Activity: Take from the data every line in which the word "this" is found.

____________________

//! Single field/predicate/value tests against an [`EmailRecord`].

use chrono::{DateTime, TimeDelta, Utc};

use crate::model::EmailRecord;

use super::diagnostics::{Diagnostic, DiagnosticSink};

/// Average month length used for `{months: n}` ages. Not calendar-accurate.
pub const DAYS_PER_MONTH: f64 = 30.44;

const MILLIS_PER_DAY: f64 = 86_400_000.0;

/// Which record attribute a condition reads.
#[derive(Debug, Clone, PartialEq, Eq)]
pub enum Field {
    Sender,
    Subject,
    Body,
    ReceivedAt,
    /// A name from the rule document that maps to no known field.
    Unrecognized(String),
}

impl Field {
    /// Map a rule-document field name (`"From"`, `"Subject"`, …).
    pub fn parse(name: &str) -> Self {
        match name {
            "From" => Self::Sender,
            "Subject" => Self::Subject,
            "Message" => Self::Body,
            "Received Date/Time" => Self::ReceivedAt,
            other => Self::Unrecognized(other.to_string()),
        }
    }

    /// The rule-document name of this field.
    pub fn label(&self) -> &str {
        match self {
            Self::Sender => "From",
            Self::Subject => "Subject",
            Self::Body => "Message",
            Self::ReceivedAt => "Received Date/Time",
            Self::Unrecognized(name) => name,
        }
    }
}

/// The comparison a condition applies.
#[derive(Debug, Clone, PartialEq, Eq)]
pub enum Predicate {
    Contains,
    NotContains,
    Equals,
    NotEquals,
    /// `"greater than"`: the message is older than the given age.
    OlderThan,
    /// `"less than"`: the message is newer than the given age.
    NewerThan,
    Unrecognized(String),
}

impl Predicate {
    pub fn parse(name: &str) -> Self {
        match name {
            "contains" => Self::Contains,
            "does not contain" => Self::NotContains,
            "equals" => Self::Equals,
            "does not equal" => Self::NotEquals,
            "greater than" => Self::OlderThan,
            "less than" => Self::NewerThan,
            other => Self::Unrecognized(other.to_string()),
        }
    }

    pub fn label(&self) -> &str {
        match self {
            Self::Contains => "contains",
            Self::NotContains => "does not contain",
            Self::Equals => "equals",
            Self::NotEquals => "does not equal",
            Self::OlderThan => "greater than",
            Self::NewerThan => "less than",
            Self::Unrecognized(name) => name,
        }
    }

    fn is_equality(&self) -> bool {
        matches!(self, Self::Equals | Self::NotEquals)
    }
}

/// A message age, as written in the rule document.
#[derive(Debug, Clone, Copy, PartialEq)]
pub enum AgeSpec {
    Days(f64),
    Months(f64),
}

impl AgeSpec {
    /// Length of this age in days. Months use [`DAYS_PER_MONTH`].
    pub fn approx_days(&self) -> f64 {
        match *self {
            Self::Days(days) => days,
            Self::Months(months) => months * DAYS_PER_MONTH,
        }
    }

    /// The instant this age reaches back to from `now`.
    ///
    /// `None` if the result falls outside the representable range.
    pub fn threshold(&self, now: DateTime<Utc>) -> Option<DateTime<Utc>> {
        let millis = (self.approx_days() * MILLIS_PER_DAY).round();
        if !millis.is_finite() {
            return None;
        }
        let delta = TimeDelta::try_milliseconds(millis as i64)?;
        now.checked_sub_signed(delta)
    }
}

/// The right-hand side of a condition.
#[derive(Debug, Clone, PartialEq)]
pub enum ConditionValue {
    Text(String),
    Age(AgeSpec),
    Null,
    /// Any other JSON value. Never equal to a record field.
    Other(serde_json::Value),
}

impl ConditionValue {
    /// Interpret a rule-document `value`.
    ///
    /// `{days: n}` takes precedence over `{months: n}` when both are given.
    pub fn from_json(value: serde_json::Value) -> Self {
        match value {
            serde_json::Value::String(s) => Self::Text(s),
            serde_json::Value::Null => Self::Null,
            serde_json::Value::Object(ref map) => {
                if let Some(days) = map.get("days").and_then(|v| v.as_f64()) {
                    Self::Age(AgeSpec::Days(days))
                } else if let Some(months) = map.get("months").and_then(|v| v.as_f64()) {
                    Self::Age(AgeSpec::Months(months))
                } else {
                    Self::Other(value)
                }
            }
            other => Self::Other(other),
        }
    }
}

/// A resolved record attribute.
#[derive(Debug, Clone, Copy, PartialEq)]
enum FieldValue<'a> {
    Text(&'a str),
    Timestamp(DateTime<Utc>),
    Missing,
}

/// One test: `field predicate value`.
#[derive(Debug, Clone, PartialEq)]
pub struct Condition {
    pub field: Field,
    pub predicate: Predicate,
    pub value: ConditionValue,
}

impl Condition {
    pub fn new(field: Field, predicate: Predicate, value: ConditionValue) -> Self {
        Self {
            field,
            predicate,
            value,
        }
    }

    /// Build a condition from rule-document names and value.
    pub fn from_names(field: &str, predicate: &str, value: serde_json::Value) -> Self {
        Self::new(
            Field::parse(field),
            Predicate::parse(predicate),
            ConditionValue::from_json(value),
        )
    }

    /// Evaluate against `record`, sampling the clock now.
    pub fn evaluate(&self, record: &EmailRecord, sink: &dyn DiagnosticSink) -> bool {
        self.evaluate_at(record, Utc::now(), sink)
    }

    /// Evaluate against `record` with an explicit clock reading.
    ///
    /// Never fails: unknown names emit one warning and evaluate false.
    pub fn evaluate_at(
        &self,
        record: &EmailRecord,
        now: DateTime<Utc>,
        sink: &dyn DiagnosticSink,
    ) -> bool {
        let actual = match &self.field {
            Field::Unrecognized(name) => {
                sink.emit(Diagnostic::UnknownField {
                    field: name.clone(),
                });
                return false;
            }
            field => resolve(field, record),
        };

        // Nothing to compare against except for (in)equality with null.
        if actual == FieldValue::Missing && !self.predicate.is_equality() {
            return self.warn_if_unknown_predicate(sink);
        }

        match &self.predicate {
            Predicate::Contains => match (actual, &self.value) {
                (FieldValue::Text(haystack), ConditionValue::Text(needle)) => {
                    contains_ignore_case(haystack, needle)
                }
                _ => false,
            },
            Predicate::NotContains => match (actual, &self.value) {
                (FieldValue::Text(haystack), ConditionValue::Text(needle)) => {
                    !contains_ignore_case(haystack, needle)
                }
                _ => false,
            },
            Predicate::Equals => values_equal(actual, &self.value),
            Predicate::NotEquals => !values_equal(actual, &self.value),
            Predicate::OlderThan => self
                .received_and_threshold(actual, now)
                .is_some_and(|(received, age, threshold)| match threshold {
                    Some(threshold) => received < threshold,
                    // Beyond the calendar: only a far-future threshold is older.
                    None => age.approx_days() < 0.0,
                }),
            Predicate::NewerThan => self
                .received_and_threshold(actual, now)
                .is_some_and(|(received, age, threshold)| match threshold {
                    Some(threshold) => received > threshold,
                    None => age.approx_days() > 0.0,
                }),
            Predicate::Unrecognized(_) => self.warn_if_unknown_predicate(sink),
        }
    }

    /// Emit the unknown-predicate warning (if applicable). Always returns false.
    fn warn_if_unknown_predicate(&self, sink: &dyn DiagnosticSink) -> bool {
        if let Predicate::Unrecognized(name) = &self.predicate {
            sink.emit(Diagnostic::UnknownPredicate {
                predicate: name.clone(),
                field: self.field.label().to_string(),
            });
        }
        false
    }

    /// For date predicates: the received time and the age threshold.
    ///
    /// `None` when the condition cannot apply (wrong field, missing date,
    /// non-age value). An inner `None` threshold means the age reaches
    /// outside the representable range, in the direction of its sign.
    fn received_and_threshold(
        &self,
        actual: FieldValue<'_>,
        now: DateTime<Utc>,
    ) -> Option<(DateTime<Utc>, &AgeSpec, Option<DateTime<Utc>>)> {
        if self.field != Field::ReceivedAt {
            return None;
        }
        let FieldValue::Timestamp(received) = actual else {
            return None;
        };
        let ConditionValue::Age(age) = &self.value else {
            return None;
        };
        Some((received, age, age.threshold(now)))
    }
}

fn resolve<'a>(field: &Field, record: &'a EmailRecord) -> FieldValue<'a> {
    match field {
        Field::Sender => record
            .sender
            .as_deref()
            .map_or(FieldValue::Missing, FieldValue::Text),
        Field::Subject => record
            .subject
            .as_deref()
            .map_or(FieldValue::Missing, FieldValue::Text),
        Field::Body => FieldValue::Text(&record.body),
        Field::ReceivedAt => record
            .received_at
            .map_or(FieldValue::Missing, FieldValue::Timestamp),
        Field::Unrecognized(_) => FieldValue::Missing,
    }
}

/// Case-insensitive substring test.
fn contains_ignore_case(haystack: &str, needle: &str) -> bool {
    haystack.to_lowercase().contains(&needle.to_lowercase())
}

/// Case-insensitive for two strings; exact otherwise. Missing equals null.
fn values_equal(actual: FieldValue<'_>, expected: &ConditionValue) -> bool {
    match (actual, expected) {
        (FieldValue::Text(a), ConditionValue::Text(b)) => a.to_lowercase() == b.to_lowercase(),
        (FieldValue::Missing, ConditionValue::Null) => true,
        _ => false,
    }
}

____________________

Answer to the problem:
    /// The rule-document name of this field.
    /// Length of this age in days. Months use [`DAYS_PER_MONTH`].
    /// The instant this age reaches back to from `now`.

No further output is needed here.